[Excerpts from a dataset]
* * * * * * *
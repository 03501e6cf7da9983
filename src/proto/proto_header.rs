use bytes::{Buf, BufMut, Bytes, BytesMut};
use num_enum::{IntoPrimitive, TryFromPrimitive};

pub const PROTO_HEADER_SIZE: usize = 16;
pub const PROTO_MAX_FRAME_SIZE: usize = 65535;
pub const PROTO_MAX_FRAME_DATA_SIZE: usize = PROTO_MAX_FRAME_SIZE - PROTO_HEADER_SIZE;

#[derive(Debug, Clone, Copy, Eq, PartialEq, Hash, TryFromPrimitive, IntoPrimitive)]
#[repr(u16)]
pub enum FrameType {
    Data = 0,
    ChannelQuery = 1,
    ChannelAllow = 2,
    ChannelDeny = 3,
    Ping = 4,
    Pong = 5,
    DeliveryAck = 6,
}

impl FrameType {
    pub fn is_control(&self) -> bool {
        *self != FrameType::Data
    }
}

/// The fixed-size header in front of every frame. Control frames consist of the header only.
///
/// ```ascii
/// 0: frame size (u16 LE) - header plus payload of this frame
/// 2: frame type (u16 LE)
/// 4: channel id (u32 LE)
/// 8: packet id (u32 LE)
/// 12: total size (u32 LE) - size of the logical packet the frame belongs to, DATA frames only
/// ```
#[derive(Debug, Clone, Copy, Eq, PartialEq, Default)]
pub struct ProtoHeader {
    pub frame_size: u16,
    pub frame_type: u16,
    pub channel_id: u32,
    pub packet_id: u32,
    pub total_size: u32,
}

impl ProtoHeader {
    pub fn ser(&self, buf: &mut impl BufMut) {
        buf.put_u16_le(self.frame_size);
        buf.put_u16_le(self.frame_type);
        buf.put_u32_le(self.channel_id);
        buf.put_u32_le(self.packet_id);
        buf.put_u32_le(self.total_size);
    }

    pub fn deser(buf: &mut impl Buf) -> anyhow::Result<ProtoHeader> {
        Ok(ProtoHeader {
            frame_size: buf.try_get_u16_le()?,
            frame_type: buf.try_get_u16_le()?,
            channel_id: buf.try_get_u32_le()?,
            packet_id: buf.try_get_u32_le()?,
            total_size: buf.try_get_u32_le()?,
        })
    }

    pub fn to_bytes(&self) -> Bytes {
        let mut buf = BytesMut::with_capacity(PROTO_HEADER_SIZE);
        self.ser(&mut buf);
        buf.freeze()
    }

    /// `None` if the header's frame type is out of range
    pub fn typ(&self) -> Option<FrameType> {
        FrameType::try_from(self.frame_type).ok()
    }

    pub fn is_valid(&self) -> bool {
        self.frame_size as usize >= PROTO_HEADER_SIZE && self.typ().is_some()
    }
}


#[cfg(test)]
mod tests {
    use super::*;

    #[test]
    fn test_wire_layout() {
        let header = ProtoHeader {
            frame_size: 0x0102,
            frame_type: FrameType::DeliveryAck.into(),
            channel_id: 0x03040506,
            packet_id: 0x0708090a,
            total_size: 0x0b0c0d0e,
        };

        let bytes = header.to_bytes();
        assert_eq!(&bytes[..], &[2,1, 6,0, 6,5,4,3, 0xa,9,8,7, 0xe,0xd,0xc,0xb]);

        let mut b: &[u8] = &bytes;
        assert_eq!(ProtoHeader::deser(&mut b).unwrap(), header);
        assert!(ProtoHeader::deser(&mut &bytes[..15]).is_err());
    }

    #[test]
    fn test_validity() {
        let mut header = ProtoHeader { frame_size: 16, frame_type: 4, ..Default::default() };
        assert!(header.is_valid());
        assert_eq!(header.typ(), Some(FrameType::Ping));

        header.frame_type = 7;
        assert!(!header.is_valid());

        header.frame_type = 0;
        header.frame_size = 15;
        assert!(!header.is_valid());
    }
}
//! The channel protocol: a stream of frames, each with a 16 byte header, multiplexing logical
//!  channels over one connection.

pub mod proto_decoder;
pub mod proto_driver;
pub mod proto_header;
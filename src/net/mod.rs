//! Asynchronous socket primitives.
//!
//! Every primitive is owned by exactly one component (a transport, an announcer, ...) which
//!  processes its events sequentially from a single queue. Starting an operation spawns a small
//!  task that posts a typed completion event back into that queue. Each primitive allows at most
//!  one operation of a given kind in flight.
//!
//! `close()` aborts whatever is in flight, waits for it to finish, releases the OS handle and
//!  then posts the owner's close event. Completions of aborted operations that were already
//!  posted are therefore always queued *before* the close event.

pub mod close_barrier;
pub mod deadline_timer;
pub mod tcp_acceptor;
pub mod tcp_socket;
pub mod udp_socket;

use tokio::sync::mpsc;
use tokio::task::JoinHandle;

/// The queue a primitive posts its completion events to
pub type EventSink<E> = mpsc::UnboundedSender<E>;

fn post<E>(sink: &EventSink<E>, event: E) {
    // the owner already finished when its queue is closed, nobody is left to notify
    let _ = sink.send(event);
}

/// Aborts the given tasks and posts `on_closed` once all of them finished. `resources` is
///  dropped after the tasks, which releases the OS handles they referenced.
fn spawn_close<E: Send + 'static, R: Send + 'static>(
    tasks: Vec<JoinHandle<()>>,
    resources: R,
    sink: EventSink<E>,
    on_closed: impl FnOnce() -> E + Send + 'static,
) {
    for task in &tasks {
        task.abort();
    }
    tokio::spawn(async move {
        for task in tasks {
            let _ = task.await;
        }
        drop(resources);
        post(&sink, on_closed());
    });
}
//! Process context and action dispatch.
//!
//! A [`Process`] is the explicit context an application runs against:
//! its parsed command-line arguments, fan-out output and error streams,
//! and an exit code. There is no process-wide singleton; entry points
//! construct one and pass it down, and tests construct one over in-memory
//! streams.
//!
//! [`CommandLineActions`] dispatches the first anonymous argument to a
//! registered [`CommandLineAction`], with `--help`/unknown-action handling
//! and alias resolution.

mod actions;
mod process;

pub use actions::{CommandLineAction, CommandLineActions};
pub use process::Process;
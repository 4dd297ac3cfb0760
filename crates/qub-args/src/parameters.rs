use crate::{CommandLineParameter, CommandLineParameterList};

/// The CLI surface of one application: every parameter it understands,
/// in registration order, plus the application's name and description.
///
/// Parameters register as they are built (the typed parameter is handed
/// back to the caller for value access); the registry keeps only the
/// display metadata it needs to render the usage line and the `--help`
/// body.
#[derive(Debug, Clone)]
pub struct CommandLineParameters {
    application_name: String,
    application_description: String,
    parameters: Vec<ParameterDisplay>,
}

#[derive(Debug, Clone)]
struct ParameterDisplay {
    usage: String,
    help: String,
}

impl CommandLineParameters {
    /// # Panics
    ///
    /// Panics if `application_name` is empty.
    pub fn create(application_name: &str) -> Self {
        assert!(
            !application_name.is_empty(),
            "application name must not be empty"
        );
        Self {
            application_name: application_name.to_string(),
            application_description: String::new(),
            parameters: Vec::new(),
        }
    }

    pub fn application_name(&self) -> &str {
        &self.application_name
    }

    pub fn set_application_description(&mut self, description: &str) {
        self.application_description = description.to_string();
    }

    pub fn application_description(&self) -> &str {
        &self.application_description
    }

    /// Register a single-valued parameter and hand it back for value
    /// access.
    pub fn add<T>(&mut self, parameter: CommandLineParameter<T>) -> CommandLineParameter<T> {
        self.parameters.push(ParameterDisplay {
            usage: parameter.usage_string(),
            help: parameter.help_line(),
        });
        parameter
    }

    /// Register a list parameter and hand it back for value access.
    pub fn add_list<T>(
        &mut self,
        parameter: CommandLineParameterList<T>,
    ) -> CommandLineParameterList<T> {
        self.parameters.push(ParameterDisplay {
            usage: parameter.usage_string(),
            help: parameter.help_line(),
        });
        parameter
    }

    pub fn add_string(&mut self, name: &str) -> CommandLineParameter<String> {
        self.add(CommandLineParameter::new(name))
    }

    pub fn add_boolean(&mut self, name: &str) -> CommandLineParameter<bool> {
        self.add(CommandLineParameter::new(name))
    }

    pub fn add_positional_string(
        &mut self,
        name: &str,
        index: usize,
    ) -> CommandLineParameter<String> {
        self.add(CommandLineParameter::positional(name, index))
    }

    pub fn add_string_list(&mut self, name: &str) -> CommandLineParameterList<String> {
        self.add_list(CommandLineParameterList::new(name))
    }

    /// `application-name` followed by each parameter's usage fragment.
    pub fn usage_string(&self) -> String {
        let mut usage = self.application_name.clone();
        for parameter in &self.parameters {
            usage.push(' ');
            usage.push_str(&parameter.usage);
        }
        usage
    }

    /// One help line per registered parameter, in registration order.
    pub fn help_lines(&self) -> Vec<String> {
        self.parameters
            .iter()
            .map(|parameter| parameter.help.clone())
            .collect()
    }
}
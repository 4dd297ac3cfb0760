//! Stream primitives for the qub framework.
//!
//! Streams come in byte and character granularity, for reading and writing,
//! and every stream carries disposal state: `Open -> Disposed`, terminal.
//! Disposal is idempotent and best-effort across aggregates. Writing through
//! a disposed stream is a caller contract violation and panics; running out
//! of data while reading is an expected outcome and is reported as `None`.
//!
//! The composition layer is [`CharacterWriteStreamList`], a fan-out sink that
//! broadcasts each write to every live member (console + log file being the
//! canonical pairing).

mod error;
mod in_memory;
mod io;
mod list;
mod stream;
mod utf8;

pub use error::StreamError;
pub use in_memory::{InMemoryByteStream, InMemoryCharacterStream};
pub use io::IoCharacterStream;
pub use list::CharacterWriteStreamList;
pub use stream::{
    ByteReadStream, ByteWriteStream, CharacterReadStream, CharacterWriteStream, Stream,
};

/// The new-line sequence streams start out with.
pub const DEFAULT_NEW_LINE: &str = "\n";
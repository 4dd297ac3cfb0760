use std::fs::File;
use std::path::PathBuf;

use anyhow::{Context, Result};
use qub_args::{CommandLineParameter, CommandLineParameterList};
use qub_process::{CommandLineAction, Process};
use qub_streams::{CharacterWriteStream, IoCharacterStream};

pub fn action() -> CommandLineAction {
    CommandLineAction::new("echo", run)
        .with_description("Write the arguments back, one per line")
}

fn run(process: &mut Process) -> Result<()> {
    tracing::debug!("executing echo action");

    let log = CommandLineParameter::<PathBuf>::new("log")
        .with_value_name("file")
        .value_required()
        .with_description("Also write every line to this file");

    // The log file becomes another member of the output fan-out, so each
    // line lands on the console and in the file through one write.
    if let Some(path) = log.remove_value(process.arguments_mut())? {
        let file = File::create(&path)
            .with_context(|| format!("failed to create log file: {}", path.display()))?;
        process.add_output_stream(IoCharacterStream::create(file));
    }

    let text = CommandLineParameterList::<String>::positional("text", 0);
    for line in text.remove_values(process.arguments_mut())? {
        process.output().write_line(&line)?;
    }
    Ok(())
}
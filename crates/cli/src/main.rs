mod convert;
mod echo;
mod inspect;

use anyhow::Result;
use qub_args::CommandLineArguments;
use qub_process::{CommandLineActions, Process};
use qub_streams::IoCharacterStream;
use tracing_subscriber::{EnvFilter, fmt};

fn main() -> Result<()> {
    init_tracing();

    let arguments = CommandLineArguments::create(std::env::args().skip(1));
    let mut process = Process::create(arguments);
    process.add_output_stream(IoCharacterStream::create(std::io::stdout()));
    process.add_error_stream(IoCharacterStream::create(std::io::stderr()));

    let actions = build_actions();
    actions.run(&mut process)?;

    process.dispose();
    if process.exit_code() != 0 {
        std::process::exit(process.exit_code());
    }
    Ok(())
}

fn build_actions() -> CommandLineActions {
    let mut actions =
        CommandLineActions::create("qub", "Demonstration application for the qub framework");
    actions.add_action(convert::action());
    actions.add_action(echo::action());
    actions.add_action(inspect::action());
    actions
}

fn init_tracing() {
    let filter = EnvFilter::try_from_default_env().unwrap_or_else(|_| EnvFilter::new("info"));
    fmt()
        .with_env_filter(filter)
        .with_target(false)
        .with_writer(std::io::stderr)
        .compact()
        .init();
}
* * * * * * *
Check each line above for "only" and return the ones that have it.

> **Exercise answer**:
/// The fixed-size header in front of every frame. Control frames consist of the header only.
/// 12: total size (u32 LE) - size of the logical packet the frame belongs to, DATA frames only
/// back to the caller for value access); the registry keeps only the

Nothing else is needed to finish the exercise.